**Exercise directions**. All lines from the entries below that contain the string "slot" should be copied out.

-- Records shown follows --

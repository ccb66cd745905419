use super::{batch, id_of, selection_args, single, Crud};
use crate::query::{list_arg, Row};

use quill_core::{
    schema::{FieldDef, FieldDefault, ModelDef},
    Error, Result, Value,
};

use async_recursion::async_recursion;
use chrono::Utc;
use indexmap::IndexMap;

impl<'a> Crud<'a> {
    pub(super) async fn create(&mut self, model: &'a ModelDef, args: &Value) -> Result<Value> {
        let data = args.get("data").unwrap_or(&Value::Null);
        let id = self.create_record(model, data).await?;
        self.read_back(model, &id, args, "create").await
    }

    pub(super) async fn create_many(&mut self, model: &'a ModelDef, args: &Value) -> Result<Value> {
        let (count, _) = self.insert_many(model, args, false).await?;
        Ok(batch(count))
    }

    pub(super) async fn create_many_and_return(&mut self, model: &'a ModelDef, args: &Value) -> Result<Value> {
        let (_, ids) = self.insert_many(model, args, true).await?;
        if ids.is_empty() {
            return Ok(Value::List(vec![]));
        }

        let filter = single("OR", Value::List(ids));
        let records = self.read_records(model, &selection_args(args, filter), false).await?;
        Ok(Value::List(records))
    }

    /// Creates one record from a create payload, including its nested
    /// relation writes, and returns its id.
    #[async_recursion]
    pub(super) async fn create_record(&mut self, model: &'a ModelDef, data: &Value) -> Result<Value> {
        let mut scalars = IndexMap::new();
        let mut nested = vec![];

        if let Some(entries) = data.as_object() {
            for (name, payload) in entries {
                let field = model.get_field(name)?;
                match &field.relation {
                    None => {
                        scalars.insert(name.clone(), payload.clone());
                    }
                    // The foreign key lives in this row, so the related
                    // record must exist first.
                    Some(relation) if relation.owns_foreign_key() => {
                        let keys = self.link_owned(field, payload).await?;
                        scalars.extend(keys);
                    }
                    Some(_) => nested.push((field, payload)),
                }
            }
        }

        apply_defaults(model, &mut scalars);
        let id = self.insert_record(model, scalars).await?;

        for (field, payload) in nested {
            self.write_related(model, &id, field, payload).await?;
        }
        Ok(id)
    }

    /// Inserts a row into every table of `model`'s delegate chain, root
    /// first, and returns the id of the new record.
    async fn insert_record(&mut self, model: &'a ModelDef, mut scalars: IndexMap<String, Value>) -> Result<Value> {
        let mut chain = self.schema.ancestors(&model.name);
        chain.push(model);

        for pair in chain.windows(2) {
            let (base, sub) = (pair[0], pair[1]);
            let discriminator = base
                .fields
                .values()
                .find(|field| field.is_discriminator && field.origin_model.is_none());
            if let Some(field) = discriminator {
                scalars.insert(field.name.clone(), Value::from(sub.name.as_str()));
            }
        }

        for table in chain {
            let mut row = Row::new();
            for (name, value) in &scalars {
                let field = model.get_field(name)?;
                let owner = field.origin_model.as_deref().unwrap_or(&model.name);
                if owner == table.name || model.is_id_field(name) {
                    row.insert(name.clone(), self.builder.param(table.get_field(name)?, value)?);
                }
            }

            let missing = table
                .id_fields
                .iter()
                .filter(|name| !scalars.contains_key(*name))
                .map(|name| table.get_field(name))
                .collect::<Result<Vec<_>>>()?;
            let returning: &[&FieldDef] = if self.capability.returning { &missing } else { &[] };
            let insert = self.builder.insert(table, vec![row], false, returning);

            if returning.is_empty() {
                let response = self.exec.execute(insert).await?;
                if let ([field], Some(id)) = (&missing[..], response.last_insert_id) {
                    scalars.insert(field.name.clone(), Value::Int(id as i64));
                }
            } else {
                let rows = self.exec.query(insert).await?;
                let generated = self
                    .decode(table, rows)?
                    .into_iter()
                    .next()
                    .and_then(Value::into_object)
                    .ok_or_else(|| Error::internal(format!("insert into `{}` returned no row", table.name)))?;
                scalars.extend(generated);
            }
        }

        if let Some(name) = model.id_fields.iter().find(|name| !scalars.contains_key(*name)) {
            return Err(Error::internal(format!(
                "could not determine `{}.{name}` of the created record",
                model.name
            )));
        }
        Ok(id_of(model, &Value::Object(scalars)))
    }

    /// Inserts the rows of a `createMany` payload. Returns the number of
    /// rows written and, with `want_ids`, their ids.
    async fn insert_many(
        &mut self,
        model: &'a ModelDef,
        args: &Value,
        want_ids: bool,
    ) -> Result<(u64, Vec<Value>)> {
        let data = list_arg(args.get("data").unwrap_or(&Value::Null));
        let skip_duplicates = args.get("skipDuplicates").is_some_and(Value::is_truthy);

        // Delegate chains span several tables, and without RETURNING only
        // single-row inserts report their generated id.
        let row_by_row = !self.schema.ancestors(&model.name).is_empty()
            || (want_ids && !self.capability.returning);
        if row_by_row {
            let mut ids = vec![];
            for item in data {
                if skip_duplicates && self.is_duplicate(model, item).await? {
                    continue;
                }
                ids.push(self.create_record(model, item).await?);
            }
            return Ok((ids.len() as u64, ids));
        }

        let mut rows = vec![];
        for item in data {
            let mut scalars = item.as_object().cloned().unwrap_or_default();
            apply_defaults(model, &mut scalars);

            let mut row = Row::new();
            for (name, value) in &scalars {
                row.insert(name.clone(), self.builder.param(model.get_field(name)?, value)?);
            }
            rows.push(row);
        }

        let returning = if want_ids {
            model
                .id_fields
                .iter()
                .map(|name| model.get_field(name))
                .collect::<Result<Vec<_>>>()?
        } else {
            vec![]
        };

        let mut count = 0;
        let mut ids = vec![];
        for group in self.insert_groups(rows) {
            let insert = self.builder.insert(model, group, skip_duplicates, &returning);
            if want_ids {
                let rows = self.exec.query(insert).await?;
                count += rows.len() as u64;
                ids.extend(self.decode(model, rows)?);
            } else {
                count += self.exec.execute(insert).await?.rows.count();
            }
        }
        Ok((count, ids))
    }

    /// Splits rows into statements the provider can express: rows leaving
    /// out different columns need separate statements unless `DEFAULT` is
    /// allowed in a `VALUES` row, and `DEFAULT VALUES` inserts one row.
    fn insert_groups(&self, rows: Vec<Row>) -> Vec<Vec<Row>> {
        let mut groups: Vec<(Vec<String>, Vec<Row>)> = vec![];

        for row in rows {
            let key: Vec<String> = if self.capability.default_as_field_value {
                vec![]
            } else {
                row.keys().cloned().collect()
            };
            match groups.iter_mut().find(|(k, _)| *k == key) {
                Some((_, group)) => group.push(row),
                None => groups.push((key, vec![row])),
            }
        }

        let mut out = vec![];
        for (_, group) in groups {
            let all_default = group.iter().all(|row| row.is_empty());
            if all_default && self.capability.insert_default_values {
                out.extend(group.into_iter().map(|row| vec![row]));
            } else {
                out.push(group);
            }
        }
        out
    }

    /// `true` when a record sharing a unique field set with `data` exists.
    pub(super) async fn is_duplicate(&mut self, model: &'a ModelDef, data: &Value) -> Result<bool> {
        for (_, fields) in self.schema.unique_sets(&model.name)? {
            let mut filter = IndexMap::new();
            for name in &fields {
                match data.get(name) {
                    Some(value) if !value.is_null() => {
                        filter.insert(name.clone(), value.clone());
                    }
                    _ => break,
                }
            }
            if filter.len() == fields.len() && self.find_id(model, &Value::Object(filter)).await?.is_some() {
                return Ok(true);
            }
        }
        Ok(false)
    }
}

/// Fills in generated values the create payload left out: `@updatedAt`,
/// `now()`, `uuid()` and `cuid()`. Literal and autoincrement defaults are
/// left to the database.
pub(super) fn apply_defaults(model: &ModelDef, scalars: &mut IndexMap<String, Value>) {
    let now = Utc::now();

    for field in model.fields.values() {
        if !field.is_stored() || scalars.contains_key(&field.name) {
            continue;
        }

        let value = match (&field.default, field.updated_at) {
            (Some(FieldDefault::Now), _) | (_, true) => Value::DateTime(now),
            (Some(FieldDefault::Uuid), _) => Value::String(uuid::Uuid::new_v4().to_string()),
            (Some(FieldDefault::Cuid), _) => Value::String(cuid()),
            _ => continue,
        };
        scalars.insert(field.name.clone(), value);
    }
}

/// A collision-resistant id in the cuid format: `c`, a base-36 timestamp
/// and random base-36 characters.
fn cuid() -> String {
    let millis = Utc::now().timestamp_millis().max(0) as u128;
    let random = uuid::Uuid::new_v4().as_u128();

    let mut id = String::from("c");
    id.push_str(&base36(millis, 8));
    id.push_str(&base36(random, 16));
    id
}

/// The `width` least significant base-36 digits of `n`.
fn base36(mut n: u128, width: usize) -> String {
    const DIGITS: &[u8] = b"0123456789abcdefghijklmnopqrstuvwxyz";
    let mut out = vec![b'0'; width];
    for slot in out.iter_mut().rev() {
        *slot = DIGITS[(n % 36) as usize];
        n /= 36;
    }
    out.into_iter().map(char::from).collect()
}

#[cfg(test)]
mod tests {
    use super::*;
    use quill_core::schema::{Provider, Schema};

    #[test]
    fn generated_defaults() {
        let schema = Schema::new(Provider::Sqlite)
            .model(
                ModelDef::new("Doc")
                    .field(FieldDef::new("id", "String").id().default(FieldDefault::Uuid))
                    .field(FieldDef::new("slug", "String").default(FieldDefault::Cuid))
                    .field(FieldDef::new("createdAt", "DateTime").default(FieldDefault::Now))
                    .field(FieldDef::new("updatedAt", "DateTime").updated_at())
                    .field(FieldDef::new("views", "Int").default(FieldDefault::Value(0.into()))),
            )
            .build()
            .unwrap();
        let doc = schema.get_model("Doc").unwrap();

        let mut scalars = IndexMap::new();
        scalars.insert("slug".to_string(), Value::from("given"));
        apply_defaults(doc, &mut scalars);

        assert_eq!(scalars["slug"], Value::from("given"));
        assert_eq!(scalars["id"].as_str().map(str::len), Some(36));
        assert!(matches!(scalars["createdAt"], Value::DateTime(_)));
        assert!(matches!(scalars["updatedAt"], Value::DateTime(_)));
        assert!(!scalars.contains_key("views"));
    }

    #[test]
    fn cuids_are_distinct() {
        let a = cuid();
        let b = cuid();
        assert_eq!(a.len(), 25);
        assert!(a.starts_with('c'));
        assert_ne!(a, b);
    }

    #[test]
    fn base36_pads() {
        assert_eq!(base36(35, 3), "00z");
        assert_eq!(base36(36, 2), "10");
    }
}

-- Records shown concluded --

**Problem solution**.
    for slot in out.iter_mut().rev() {
        *slot = DIGITS[(n % 36) as usize];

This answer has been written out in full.